Portanto, temos cinco meses de comida, se ficarmos ancorado em algum lugar. Estamos comendo massas, feijão, arroz etc. Aqui também tem muito marisco (mexilhão). Em 15 minutos, pegamos mariscos o suficiente para um almoço. Alguns com tamanhos de até 12cm. Também nos pequenos rios, pescamos trutas e robalo.
Combustível e água
Temos 1.500 litros de diesel. Se tivermos ancorados e economizarmos bem, podemos ficar tranquilos por seis meses. Temos dessalinizador a bordo, que transforma a água do mar em água potável, com capacidade de produzir 200 litros de água por hora.
Comunicação
Dependendo da localização do veleiro, mantemos a comunicação com os demais integrantes da família por satélite, e-mail ou telefone.
Wilhelm e Erika estão trabalho na manutenção do Kat, pois um veleiro requer manutenção frequente. Eu estou escrevendo o livro sobre a nossa “Expedição U-513 – Em Busca do Lobo Solitário”, que resultou na descoberta do primeiro submarino alemão naufragado, durante a Segunda Guerra Mundial, na costa catarinense. Foram quase dez anos de buscas e, além do livro, essa história será contada em detalhes também no nosso próximo documentário, que está em pós-produção.
Além do trabalho, também lemos muito, Erika pinta, jogamos cartas, caminhamos nos pastos no meio de carneiros e ovelhas (uma média de 6 km por dia), subimos montanhas de 450 metros de altura… Em 30 dias, andamos 80 km. A noite assistimos filmes no telão que temos a bordo.
Perrengue
Aqui, tem que ter muita atenção na meteorologia, porque os ventos são muito fortes (80 a 100 km/hora é normal). Se estiver mal ancorado, o veleiro pode ir para as pedras. Tem muitas kelpes (algas gigantes com mais 10 metros de comprimento presas ao fundo do mar) e a âncora pode se enrolar nelas.
Ficamos sempre de sobreaviso com marcação e alarme.
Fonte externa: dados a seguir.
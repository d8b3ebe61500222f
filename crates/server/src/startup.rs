use std::{net::SocketAddr, sync::Arc};

use axum::Router;
use configs::{AppConfig, StorageBackend};
use migration::MigratorTrait;
use mockable::DefaultClock;
use service::branch::{
    repo::{json_file::JsonFileBranchRepository, seaorm::SeaOrmBranchRepository},
    BranchRepository,
};
use tower_http::cors::CorsLayer;
use tracing::info;

use crate::errors::StartupError;
use crate::routes;
use crate::state::ServerState;

fn build_cors() -> CorsLayer {
    CorsLayer::very_permissive()
}

/// Open the configured repository backend and wire the branch service.
pub async fn build_state(cfg: &AppConfig) -> Result<ServerState, StartupError> {
    let repo: Arc<dyn BranchRepository> = match cfg.storage.backend {
        StorageBackend::File => {
            common::env::ensure_data_dir(&cfg.storage.path).await?;
            let repo = JsonFileBranchRepository::open(&cfg.storage.path).await?;
            info!(path = %cfg.storage.path, "using file document store");
            Arc::new(repo)
        }
        StorageBackend::Postgres => {
            cfg.database
                .validate()
                .map_err(|e| StartupError::InvalidConfig(e.to_string()))?;
            let db = models::db::connect_with_config(&cfg.database).await?;
            migration::Migrator::up(&db, None)
                .await
                .map_err(|e| StartupError::Migration(e.to_string()))?;
            info!("using postgres document table");
            Arc::new(SeaOrmBranchRepository { db })
        }
    };
    Ok(ServerState::new(repo, Arc::new(DefaultClock)))
}

async fn shutdown_signal() {
    if tokio::signal::ctrl_c().await.is_ok() {
        info!(event = "shutdown_signal", "received Ctrl+C, draining connections");
    }
}

/// Public entry: build the app from `cfg` and serve until Ctrl+C.
pub async fn run(cfg: AppConfig) -> anyhow::Result<()> {
    let state = build_state(&cfg).await?;
    let app: Router = routes::build_router(state, build_cors());

    let addr: SocketAddr = cfg.server.bind_addr().parse()?;
    info!(%addr, backend = ?cfg.storage.backend, "starting branch holidays server");
    let listener = tokio::net::TcpListener::bind(addr).await?;
    axum::serve(listener, app)
        .with_graceful_shutdown(shutdown_signal())
        .await?;
    Ok(())
}
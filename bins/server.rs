use dotenvy::dotenv;
use tracing::{error, info};
use uuid::Uuid;

use common::utils::logging::{init_logging, LogFormat};

fn main() -> std::process::ExitCode {
    // .env first so RUST_LOG and config overrides apply
    dotenv().ok();

    let (cfg, cfg_err) = match configs::AppConfig::load_and_validate() {
        Ok(cfg) => (cfg, None),
        Err(e) => (configs::AppConfig::default(), Some(e)),
    };
    init_logging(LogFormat::parse(&cfg.logging.format));
    if let Some(e) = cfg_err {
        error!(service = "server", event = "config_invalid", error = %e, "configuration rejected");
        return std::process::ExitCode::FAILURE;
    }

    let service_id = Uuid::new_v4();
    let pid = std::process::id();
    let version = env!("CARGO_PKG_VERSION");

    std::panic::set_hook(Box::new(move |info| {
        error!(
            service = "server",
            event = "panic",
            %service_id,
            pid,
            message = %info,
            "unhandled panic occurred"
        );
    }));

    let worker_threads = cfg.server.worker_threads;
    let mut builder = tokio::runtime::Builder::new_multi_thread();
    builder.enable_all();
    if let Some(w) = worker_threads { builder.worker_threads(w); }

    let rt = match builder.build() {
        Ok(rt) => rt,
        Err(e) => {
            error!(service = "server", event = "runtime_build_failed", error = %e, "failed to build tokio runtime");
            return std::process::ExitCode::FAILURE;
        }
    };

    info!(
        service = "server",
        event = "start",
        %service_id,
        pid,
        version,
        threads = worker_threads.unwrap_or_default(),
        "server service starting"
    );

    rt.block_on(async move {
        match server::run(cfg).await {
            Ok(()) => {
                info!(service = "server", event = "stop", %service_id, pid, "server stopped normally");
                std::process::ExitCode::SUCCESS
            }
            Err(e) => {
                error!(service = "server", event = "run_failed", error = %e, "server::run returned error");
                std::process::ExitCode::FAILURE
            }
        }
    })
}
Se o barco se distância 100 metros da ancoragem, soa um alarme e temos que ancorar novamente. Com o vento, a temperatura também cai muito. Nesta segunda, 6 de abril, estava 6 graus.
Futuro
Na próxima terça, 14 de abril, completamos 36 anos de aventuras. Durante esse período, demos três voltas ao mundo, navegamos cerca de 400 mil milhas náuticas e enfrentamos muitas tempestades. Em uma delas, perdemos os mastros e ficamos à deriva. Mas as tempestades passam. E essa também vai passar!
Como nas tempestades em alto mar, temos que ter serenidade para enfrentá-las com competência e preparados para desfrutar o pós-tempestade. Por isso, seguimos isolados, mas focados nos nossos próximos projetos. Além do livro e do documentário inspirados na “Expedição U-513 – Em Busca do Lobo Solitário”, continuamos o planejamento da nossa próxima aventura: Voz dos Oceanos.
O mundo enfrenta a pandemia do coronavírus, mas o planeta já estava e continuava doente. Somos defensores da campanha MaresLimpos do Programa das Nações Unidas para o Meio Ambiente, nossa parceira global na Voz dos Oceanos, que vai testemunhar e registrar, in loco, o que está acontecendo nos oceanos; navegar em busca de soluções inovadoras, e conscientizar e a engajar as pessoas ao redor do mundo para a necessidade de ações urgentes. Ou seja, quando esse isolamento passar, pretendemos nos isolar novamente a bordo e navegar com esse lindo projeto.”